Generic Model of a Message Passing Multiprocessor

Fig 10 - Multivector and SIMD Computers

In this section, we will discuss supercomputers and parallel processors for vector processing and data parallelism.

Vector Supercomputers

In a vector computer, a vector processor is attached to the scalar processor as an optional feature. The host computer first loads program and data to the main memory. Then the scalar control unit decodes all the instructions. If the decoded instructions are scalar operations or program operations, the scalar processor executes those operations using scalar functional pipelines.

On the other hand, if the decoded instructions are vector operations then the instructions will be sent to vector control unit.

Architecture of a Vector Super computer

Fig 11 - SIMD Supercomputers

In SIMD computers, ‘N’ number of processors are connected to a control unit and all the processors have their individual memory units. All the processors are connected by an interconnection network.

Operational Model of SIMD Computers

Fig 12 - PRAM and VLSI Models

The ideal model gives a suitable framework for developing parallel algorithms without considering the physical constraints or implementation details.

The models can be enforced to obtain theoretical performance bounds on parallel computers or to evaluate VLSI complexity on chip area and operational time before the chip is fabricated.

Parallel Random-Access Machines

Sheperdson and Sturgis (1963) modelled the conventional Uniprocessor computers as random-access-machines (RAM). Fortune and Wyllie (1978) developed a parallel random-access-machine (PRAM) model for modeling an idealized parallel computer with zero memory access overhead and synchronization.

PRAM Model

Fig 13 – Processor and memory

An N-processor PRAM has a shared memory unit. This shared memory can be centralized or distributed among the processors. These processors operate on a synchronized read-memory, write-memory and compute cycle. So, these models specify how concurrent read and write operations are handled.

Following are the possible memory update operations −

Exclusive read (ER) − In this method, in each cycle only one processor is allowed to read from any memory location.
Exclusive write (EW) − In this method, at least one processor is allowed to write into a memory location at a time.
Concurrent read (CR) − It allows multiple processors to read the same information from the same memory location in the same cycle.
Concurrent write (CW) − It allows simultaneous write operations to the same memory location. To avoid write conflict some policies are set up.

VLSI Complexity Model

Parallel computers use VLSI chips to fabricate processor arrays, memory arrays and large-scale switching networks.

Nowadays, VLSI technologies are 2-dimensional. The size of a VLSI chip is proportional to the amount of storage (memory) space available in that chip.

We can calculate the space complexity of an algorithm by the chip area (A) of the VLSI chip implementation of that algorithm.
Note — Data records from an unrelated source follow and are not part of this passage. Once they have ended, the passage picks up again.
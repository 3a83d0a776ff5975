use super::EquipmentType;
use serde::{Deserialize, Serialize};

/// A schedulable piece of equipment or area.
#[derive(Debug, Clone, PartialEq, Serialize, Deserialize)]
pub struct Equipment {
    #[serde(default)]
    pub id: String,
    pub name: String,
    #[serde(rename = "type")]
    pub kind: EquipmentType,
    pub is_active: bool,
}

impl Equipment {
    pub fn new(id: impl Into<String>, name: impl Into<String>, kind: EquipmentType) -> Self {
        Self {
            id: id.into(),
            name: name.into(),
            kind,
            is_active: true,
        }
    }
}

/// Equipment that has not been assigned an id yet
#[derive(Debug, Clone, PartialEq, Serialize, Deserialize)]
pub struct NewEquipment {
    pub name: String,
    #[serde(rename = "type")]
    pub kind: EquipmentType,
    #[serde(default = "default_active")]
    pub is_active: bool,
}

fn default_active() -> bool {
    true
}

impl NewEquipment {
    pub fn into_equipment(self, id: impl Into<String>) -> Equipment {
        Equipment {
            id: id.into(),
            name: self.name,
            kind: self.kind,
            is_active: self.is_active,
        }
    }
}

/// Inventory a fresh local cache starts with. The ids can never collide with
/// the integer keys of the remote database.
pub fn seed_equipment() -> Vec<Equipment> {
    vec![
        Equipment::new("seed-1", "Vehicle Lift 1", EquipmentType::Machine),
        Equipment::new("seed-2", "Vehicle Lift 2", EquipmentType::Machine),
        Equipment::new("seed-3", "Diagnostic Scanner", EquipmentType::Tool),
        Equipment::new("seed-4", "MIG/MAG Welder", EquipmentType::Tool),
        Equipment::new("seed-5", "Hydraulic Jack", EquipmentType::Tool),
    ]
}

#[cfg(test)]
mod tests {
    use super::*;

    #[test]
    fn test_new_equipment_defaults_to_active() {
        let draft: NewEquipment =
            serde_json::from_str(r#"{"name":"Lathe","type":"machine"}"#).unwrap();
        assert!(draft.is_active);

        let equipment = draft.into_equipment("42");
        assert_eq!(equipment.id, "42");
        assert_eq!(equipment.kind, EquipmentType::Machine);
    }

    #[test]
    fn test_seed_is_active() {
        let seed = seed_equipment();
        assert_eq!(seed.len(), 5);
        assert!(seed.iter().all(|e| e.is_active));
    }
}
If T is the time (latency) needed to execute the algorithm, then A.T gives an upper bound on the total number of bits processed through the chip (or I/O). For certain computing, there exists a lower bound, f(s), such that

A.T2 >= O (f(s))

Where A=chip area and T=time

Architectural Development Tracks

The evolution of parallel computers I spread along the following tracks −

Multiple Processor Tracks
- Multiprocessor track
- Multicomputer track
Multiple data track
- Vector track
- SIMD track
Multiple threads track
- Multithreaded track
- Dataflow track

In multiple processor track, it is assumed that different threads execute concurrently on different processors and communicate through shared memory (multiprocessor track) or message passing (multicomputer track) system.

In multiple data track, it is assumed that the same code is executed on the massive amount of data. It is done by executing same instructions on a sequence of data elements (vector track) or through the execution of same sequence of instructions on a similar set of data (SIMD track).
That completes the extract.